Barr has two new bills. One just introduced to the House Financial Services Committee on April 16 (HR 1841) would extend until 2019 the deadline for legacy CLOs, those issued before the financial crisis, to comply with Volcker retention. Presumably, by that date these older CLOs will have come to the natural end of their lives.

The second bill, which Barr plans to introduce in the coming weeks, would create a “qualifying CLO” exemption to risk retention for CLOs that meet certain criteria. He is mirroring the qualified mortgage exception that was created to exempt banks holding stakes in securitizations of residential mortgages that meet certain criteria.

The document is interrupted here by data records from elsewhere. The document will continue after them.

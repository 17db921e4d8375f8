//! appgen CLI tool.

use clap::{Args, Parser, Subcommand};
use std::path::PathBuf;
use tracing_subscriber::EnvFilter;

mod commands;
mod encoder;

#[derive(Parser)]
#[command(name = "appgen")]
#[command(about = "Generate build and deployment objects from source code", long_about = None)]
struct Cli {
    /// Emit logs as JSON
    #[arg(long, global = true)]
    log_json: bool,

    #[command(subcommand)]
    command: Commands,
}

#[derive(Subcommand)]
enum Commands {
    /// Generate objects for a repository URL or local directory
    Generate(GenerateArgs),
    /// Validate a generator configuration file
    ValidateConfig {
        /// Path to the configuration file
        #[arg(default_value = "appgen.kdl")]
        path: PathBuf,
    },
}

#[derive(Args, Debug)]
pub struct GenerateArgs {
    /// Repository URL or local directory
    #[arg(default_value = ".")]
    pub source: String,

    /// Name for the generated objects
    #[arg(long)]
    pub name: Option<String>,

    /// Branch or tag to build
    #[arg(long = "ref")]
    pub git_ref: Option<String>,

    /// Build with the Dockerfile in this sub directory
    #[arg(long, conflicts_with = "builder_image")]
    pub docker_context: Option<String>,

    /// Build with this builder image
    #[arg(long)]
    pub builder_image: Option<String>,

    /// Port to expose, replacing any detected ports
    #[arg(short, long)]
    pub port: Option<u16>,

    /// Environment for the deployment, as KEY=VALUE[,KEY=VALUE]
    #[arg(short = 'e', long = "env")]
    pub env: Vec<String>,

    /// Project namespace probed first when resolving images
    #[arg(long, env = "APPGEN_NAMESPACE")]
    pub namespace: Option<String>,

    /// Generator configuration file
    #[arg(long, env = "APPGEN_CONFIG", default_value = "appgen.kdl")]
    pub config: PathBuf,

    /// Build without the layer cache
    #[arg(long)]
    pub no_cache: bool,

    /// Reuse artifacts from the previous build
    #[arg(long)]
    pub incremental: bool,

    /// Only build, never deploy
    #[arg(long)]
    pub build_only: bool,

    /// Write the objects here instead of stdout
    #[arg(short, long)]
    pub output: Option<PathBuf>,
}

#[tokio::main]
async fn main() -> anyhow::Result<()> {
    let cli = Cli::parse();

    let filter = EnvFilter::try_from_default_env().unwrap_or_else(|_| EnvFilter::new("info"));
    if cli.log_json {
        tracing_subscriber::fmt()
            .json()
            .with_env_filter(filter)
            .with_writer(std::io::stderr)
            .init();
    } else {
        tracing_subscriber::fmt()
            .with_env_filter(filter)
            .with_writer(std::io::stderr)
            .init();
    }

    match cli.command {
        Commands::Generate(args) => {
            commands::generate(args).await?;
        }
        Commands::ValidateConfig { path } => {
            commands::validate_config(&path)?;
        }
    }

    Ok(())
}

“The idea here is that since the Dodd-Frank Act and the Consumer Financial Protection Bureau have given certain ‘qualified mortgages’ a safe harbor, then regulators can similarly afford high quality CLOs – an asset class that performed well, much better than the offending mortgages during the financial crisis – a comparable safe harbor,” Barr said.

“We want a comparable safe harbor under the risk retention rules for CLOs,” he added.

The qualified CLO would have to meet criteria under six specific standards involving quality, portfolio diversity, and investor protections.  They are

--Assuring the assets are high quality. CLOs must invest 90% of their cash in senior secured loans that are held by three or more investors not affiliated with the CLO manager. No more than 60% of these loans may be covenant-lite.

-- Making sure assets are diverse – already a characteristic of most CLOs – no more than 3.5% of the portfolio in any one particular loan no more than 15% in loans to any one borrower.

-- Interest coverage, total collateralization tests to provide additional protection for investors beyond the contents of the portfolio itself. Equity must be 80% of the qualified CLOs assets .

--Aligning managers and investors interests with retention requirements. A “coordination of majority of fees in the event of default and the ability for equity investors to remove managers for cause,” Barr said.  A qualifiying CLO will be open market …and a manager will be required to retain a percentage of the equity tranche.

-- Require monthly reports on assets and portfolio performance. Will conduct collateralization tests and track defaults of underlying assets.

-- Maintain regulatory oversight. CLO manager must be a registered investment advisor.

“So with these six overlapping protections, a qualified CLO will have a sound structure, will invest in higher quality leveraged loans, …will ensure an alignment of interests between the CLO manager and the investor,  would ensure… these sophisticated investors would receive all the information they need,” Barr said.

“We will need bipartisan agreements to get these policy fixes across the finish line.”

Barr does not yet have a Democratic co-sponsor, but is seeking one. “If we can’t do that, we will go ahead and put it out there and let Democrats up when they can,” he said.

“We just need to educate members on both sides of the aisle about why this is a common sense approach, that if we do it for mortgages which were actually caused the financial crisis but we don’t do it for an asset class that had nothing to do with the financial crisis, there’s not going to be a problem.”